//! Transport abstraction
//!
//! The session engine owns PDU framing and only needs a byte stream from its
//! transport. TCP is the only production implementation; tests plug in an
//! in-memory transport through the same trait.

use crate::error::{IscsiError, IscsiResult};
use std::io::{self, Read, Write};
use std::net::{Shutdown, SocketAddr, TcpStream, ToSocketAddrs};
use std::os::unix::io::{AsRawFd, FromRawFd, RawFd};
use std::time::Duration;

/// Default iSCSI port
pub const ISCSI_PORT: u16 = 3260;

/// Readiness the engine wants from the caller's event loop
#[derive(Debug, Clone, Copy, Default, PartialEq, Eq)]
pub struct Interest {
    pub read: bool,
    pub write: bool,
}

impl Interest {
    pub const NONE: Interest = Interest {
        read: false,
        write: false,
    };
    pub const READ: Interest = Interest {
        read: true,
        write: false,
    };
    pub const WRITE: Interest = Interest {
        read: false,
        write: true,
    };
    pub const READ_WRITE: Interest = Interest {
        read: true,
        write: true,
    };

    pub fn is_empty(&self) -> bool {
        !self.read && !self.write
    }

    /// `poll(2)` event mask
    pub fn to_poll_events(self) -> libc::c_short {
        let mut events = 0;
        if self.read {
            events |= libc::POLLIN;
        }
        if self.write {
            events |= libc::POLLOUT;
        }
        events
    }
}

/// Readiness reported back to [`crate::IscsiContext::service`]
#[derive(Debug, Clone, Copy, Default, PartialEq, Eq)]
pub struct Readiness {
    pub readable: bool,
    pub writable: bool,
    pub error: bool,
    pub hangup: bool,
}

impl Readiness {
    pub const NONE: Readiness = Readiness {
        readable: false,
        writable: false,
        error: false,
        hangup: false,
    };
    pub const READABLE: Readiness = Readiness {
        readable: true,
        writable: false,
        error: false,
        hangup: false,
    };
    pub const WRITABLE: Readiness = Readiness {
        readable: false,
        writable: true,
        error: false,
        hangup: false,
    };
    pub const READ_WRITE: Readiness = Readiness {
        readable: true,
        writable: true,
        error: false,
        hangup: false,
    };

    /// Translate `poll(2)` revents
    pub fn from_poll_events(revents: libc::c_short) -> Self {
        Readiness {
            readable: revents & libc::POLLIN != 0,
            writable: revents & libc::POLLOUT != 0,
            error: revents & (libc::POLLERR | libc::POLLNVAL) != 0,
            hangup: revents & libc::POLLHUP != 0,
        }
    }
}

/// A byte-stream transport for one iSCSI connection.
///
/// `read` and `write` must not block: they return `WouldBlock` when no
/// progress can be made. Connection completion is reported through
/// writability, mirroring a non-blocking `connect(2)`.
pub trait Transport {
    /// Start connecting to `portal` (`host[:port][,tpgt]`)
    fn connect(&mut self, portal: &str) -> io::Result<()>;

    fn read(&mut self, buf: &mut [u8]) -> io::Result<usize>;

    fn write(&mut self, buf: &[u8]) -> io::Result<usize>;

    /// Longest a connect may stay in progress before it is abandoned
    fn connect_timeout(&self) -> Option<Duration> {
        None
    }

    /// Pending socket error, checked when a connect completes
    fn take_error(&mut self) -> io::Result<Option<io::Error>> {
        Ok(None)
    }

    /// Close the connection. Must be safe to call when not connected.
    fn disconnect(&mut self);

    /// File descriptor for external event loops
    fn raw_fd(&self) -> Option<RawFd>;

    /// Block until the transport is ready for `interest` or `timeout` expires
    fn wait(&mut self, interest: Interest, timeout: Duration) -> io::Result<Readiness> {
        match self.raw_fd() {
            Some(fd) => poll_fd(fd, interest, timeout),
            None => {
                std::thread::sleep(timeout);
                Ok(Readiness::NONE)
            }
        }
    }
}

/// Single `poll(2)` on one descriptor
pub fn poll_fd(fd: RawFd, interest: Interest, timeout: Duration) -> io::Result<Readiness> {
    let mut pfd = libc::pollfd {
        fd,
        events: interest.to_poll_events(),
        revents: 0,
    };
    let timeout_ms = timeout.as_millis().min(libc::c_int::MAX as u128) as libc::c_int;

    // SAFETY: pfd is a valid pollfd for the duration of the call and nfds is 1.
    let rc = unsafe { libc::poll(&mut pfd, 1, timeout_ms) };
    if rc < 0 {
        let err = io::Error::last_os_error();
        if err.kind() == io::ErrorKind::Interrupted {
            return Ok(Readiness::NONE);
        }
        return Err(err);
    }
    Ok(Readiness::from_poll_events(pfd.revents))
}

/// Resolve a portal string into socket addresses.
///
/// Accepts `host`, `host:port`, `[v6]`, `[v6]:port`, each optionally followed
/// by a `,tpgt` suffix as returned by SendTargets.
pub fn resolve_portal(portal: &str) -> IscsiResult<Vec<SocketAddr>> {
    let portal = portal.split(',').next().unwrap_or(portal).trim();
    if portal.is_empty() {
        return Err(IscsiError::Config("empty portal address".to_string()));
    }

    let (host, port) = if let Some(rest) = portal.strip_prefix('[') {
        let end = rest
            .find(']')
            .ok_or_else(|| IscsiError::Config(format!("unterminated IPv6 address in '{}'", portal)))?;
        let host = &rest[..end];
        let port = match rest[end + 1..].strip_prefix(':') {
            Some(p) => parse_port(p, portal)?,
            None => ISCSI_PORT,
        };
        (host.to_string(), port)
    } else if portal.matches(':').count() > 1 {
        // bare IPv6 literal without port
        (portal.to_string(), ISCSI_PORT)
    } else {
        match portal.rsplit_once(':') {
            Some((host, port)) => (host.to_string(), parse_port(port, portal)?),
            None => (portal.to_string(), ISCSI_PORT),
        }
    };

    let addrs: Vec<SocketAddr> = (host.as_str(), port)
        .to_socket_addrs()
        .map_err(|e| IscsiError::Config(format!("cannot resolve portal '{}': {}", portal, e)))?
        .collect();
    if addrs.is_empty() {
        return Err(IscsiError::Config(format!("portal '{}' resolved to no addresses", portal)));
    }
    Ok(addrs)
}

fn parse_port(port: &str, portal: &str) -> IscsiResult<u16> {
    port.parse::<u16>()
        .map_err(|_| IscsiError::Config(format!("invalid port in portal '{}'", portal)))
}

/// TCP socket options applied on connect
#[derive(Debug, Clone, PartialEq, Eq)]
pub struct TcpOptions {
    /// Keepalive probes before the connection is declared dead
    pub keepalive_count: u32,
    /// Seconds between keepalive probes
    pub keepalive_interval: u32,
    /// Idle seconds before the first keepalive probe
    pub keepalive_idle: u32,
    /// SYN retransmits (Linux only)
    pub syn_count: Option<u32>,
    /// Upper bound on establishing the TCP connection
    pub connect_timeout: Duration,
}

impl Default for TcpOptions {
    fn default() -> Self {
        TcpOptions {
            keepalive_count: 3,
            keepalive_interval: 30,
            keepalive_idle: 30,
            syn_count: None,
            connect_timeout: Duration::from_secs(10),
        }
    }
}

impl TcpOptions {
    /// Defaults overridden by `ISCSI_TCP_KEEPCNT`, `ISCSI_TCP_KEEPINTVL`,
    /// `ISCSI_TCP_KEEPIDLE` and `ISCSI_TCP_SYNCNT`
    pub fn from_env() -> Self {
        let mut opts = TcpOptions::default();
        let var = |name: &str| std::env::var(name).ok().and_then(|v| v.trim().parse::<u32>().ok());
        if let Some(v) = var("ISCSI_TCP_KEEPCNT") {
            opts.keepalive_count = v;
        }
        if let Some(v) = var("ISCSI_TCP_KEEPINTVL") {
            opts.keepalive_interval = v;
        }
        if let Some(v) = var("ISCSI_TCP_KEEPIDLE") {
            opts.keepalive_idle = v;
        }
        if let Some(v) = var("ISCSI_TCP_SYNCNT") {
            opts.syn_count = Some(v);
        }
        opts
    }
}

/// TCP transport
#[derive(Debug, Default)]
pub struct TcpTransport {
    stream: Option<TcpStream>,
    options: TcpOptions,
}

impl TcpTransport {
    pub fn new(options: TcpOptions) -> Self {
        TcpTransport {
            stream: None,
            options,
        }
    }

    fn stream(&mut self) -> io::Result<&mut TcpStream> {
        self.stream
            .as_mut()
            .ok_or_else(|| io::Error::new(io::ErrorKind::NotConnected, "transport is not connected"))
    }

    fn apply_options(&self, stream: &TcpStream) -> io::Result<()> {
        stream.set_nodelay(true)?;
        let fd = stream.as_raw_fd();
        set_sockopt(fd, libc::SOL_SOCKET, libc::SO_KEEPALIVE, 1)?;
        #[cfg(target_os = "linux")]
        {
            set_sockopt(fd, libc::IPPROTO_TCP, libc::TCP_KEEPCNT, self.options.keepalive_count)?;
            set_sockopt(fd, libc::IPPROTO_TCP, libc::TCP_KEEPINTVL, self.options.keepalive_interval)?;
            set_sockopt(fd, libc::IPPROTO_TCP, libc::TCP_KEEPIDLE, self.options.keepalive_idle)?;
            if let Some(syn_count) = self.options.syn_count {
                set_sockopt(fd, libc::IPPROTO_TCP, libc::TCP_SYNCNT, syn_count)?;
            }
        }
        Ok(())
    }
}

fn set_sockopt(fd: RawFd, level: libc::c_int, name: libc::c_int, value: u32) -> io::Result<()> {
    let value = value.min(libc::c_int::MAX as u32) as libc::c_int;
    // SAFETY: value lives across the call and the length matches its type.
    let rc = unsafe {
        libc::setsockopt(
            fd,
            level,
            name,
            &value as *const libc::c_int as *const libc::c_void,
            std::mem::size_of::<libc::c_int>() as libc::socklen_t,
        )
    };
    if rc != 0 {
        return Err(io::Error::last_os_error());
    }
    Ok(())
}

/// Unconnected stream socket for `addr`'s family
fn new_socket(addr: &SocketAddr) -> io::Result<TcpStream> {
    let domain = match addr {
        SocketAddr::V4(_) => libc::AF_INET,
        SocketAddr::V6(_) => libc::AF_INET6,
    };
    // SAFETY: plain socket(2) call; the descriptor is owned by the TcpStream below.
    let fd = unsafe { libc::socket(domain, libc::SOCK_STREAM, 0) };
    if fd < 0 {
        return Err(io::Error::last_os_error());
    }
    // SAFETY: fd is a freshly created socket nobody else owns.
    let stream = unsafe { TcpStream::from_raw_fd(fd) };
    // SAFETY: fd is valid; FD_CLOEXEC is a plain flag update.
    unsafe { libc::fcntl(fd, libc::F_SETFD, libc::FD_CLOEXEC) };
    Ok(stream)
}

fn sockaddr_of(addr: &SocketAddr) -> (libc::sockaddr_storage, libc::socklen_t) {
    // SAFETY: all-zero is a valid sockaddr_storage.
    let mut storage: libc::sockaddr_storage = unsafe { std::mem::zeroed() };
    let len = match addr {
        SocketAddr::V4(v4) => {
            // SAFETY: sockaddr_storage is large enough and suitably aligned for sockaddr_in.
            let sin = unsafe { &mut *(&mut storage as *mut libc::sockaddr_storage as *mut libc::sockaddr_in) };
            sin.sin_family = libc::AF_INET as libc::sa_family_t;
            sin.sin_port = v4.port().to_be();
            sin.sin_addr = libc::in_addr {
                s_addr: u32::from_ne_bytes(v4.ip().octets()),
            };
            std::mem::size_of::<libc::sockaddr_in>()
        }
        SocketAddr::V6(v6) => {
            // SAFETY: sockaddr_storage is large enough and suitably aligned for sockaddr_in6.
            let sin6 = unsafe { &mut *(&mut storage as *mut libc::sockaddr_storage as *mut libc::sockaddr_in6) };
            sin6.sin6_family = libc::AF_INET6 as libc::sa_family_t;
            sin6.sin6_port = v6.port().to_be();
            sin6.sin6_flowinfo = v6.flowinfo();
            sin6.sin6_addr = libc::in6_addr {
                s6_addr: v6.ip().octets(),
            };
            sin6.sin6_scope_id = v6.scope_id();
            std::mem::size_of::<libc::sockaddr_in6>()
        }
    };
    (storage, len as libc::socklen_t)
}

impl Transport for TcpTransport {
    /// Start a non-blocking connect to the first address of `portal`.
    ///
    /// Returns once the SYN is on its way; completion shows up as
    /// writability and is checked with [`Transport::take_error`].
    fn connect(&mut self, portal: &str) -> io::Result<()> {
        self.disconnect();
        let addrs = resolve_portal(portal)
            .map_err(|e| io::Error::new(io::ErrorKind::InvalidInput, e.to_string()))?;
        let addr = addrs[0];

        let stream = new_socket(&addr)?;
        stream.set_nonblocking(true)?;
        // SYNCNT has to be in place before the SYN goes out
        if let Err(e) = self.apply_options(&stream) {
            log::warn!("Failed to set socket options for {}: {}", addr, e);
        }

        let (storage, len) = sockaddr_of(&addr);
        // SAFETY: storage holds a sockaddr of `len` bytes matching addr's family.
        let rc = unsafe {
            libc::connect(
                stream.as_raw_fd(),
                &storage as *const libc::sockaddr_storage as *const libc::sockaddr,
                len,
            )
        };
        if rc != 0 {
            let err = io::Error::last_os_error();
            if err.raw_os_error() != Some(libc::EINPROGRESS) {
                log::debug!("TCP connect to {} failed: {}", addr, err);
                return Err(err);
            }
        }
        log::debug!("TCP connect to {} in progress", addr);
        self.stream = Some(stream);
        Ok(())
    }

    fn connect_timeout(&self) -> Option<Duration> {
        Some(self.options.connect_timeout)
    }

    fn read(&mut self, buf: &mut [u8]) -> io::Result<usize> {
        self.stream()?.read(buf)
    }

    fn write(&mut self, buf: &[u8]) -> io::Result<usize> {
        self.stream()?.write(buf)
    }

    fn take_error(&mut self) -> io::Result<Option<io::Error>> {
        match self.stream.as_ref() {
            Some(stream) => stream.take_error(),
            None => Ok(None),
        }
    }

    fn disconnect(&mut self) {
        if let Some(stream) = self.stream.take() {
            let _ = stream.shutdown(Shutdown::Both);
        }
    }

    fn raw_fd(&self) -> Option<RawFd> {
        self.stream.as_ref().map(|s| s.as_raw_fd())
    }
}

++++++++++

→ Task details: Pick from the records each line that contains the word "usize" and show it.

→ Response:
    fn read(&mut self, buf: &mut [u8]) -> io::Result<usize>;
    fn write(&mut self, buf: &[u8]) -> io::Result<usize>;
    fn read(&mut self, buf: &mut [u8]) -> io::Result<usize> {
    fn write(&mut self, buf: &[u8]) -> io::Result<usize> {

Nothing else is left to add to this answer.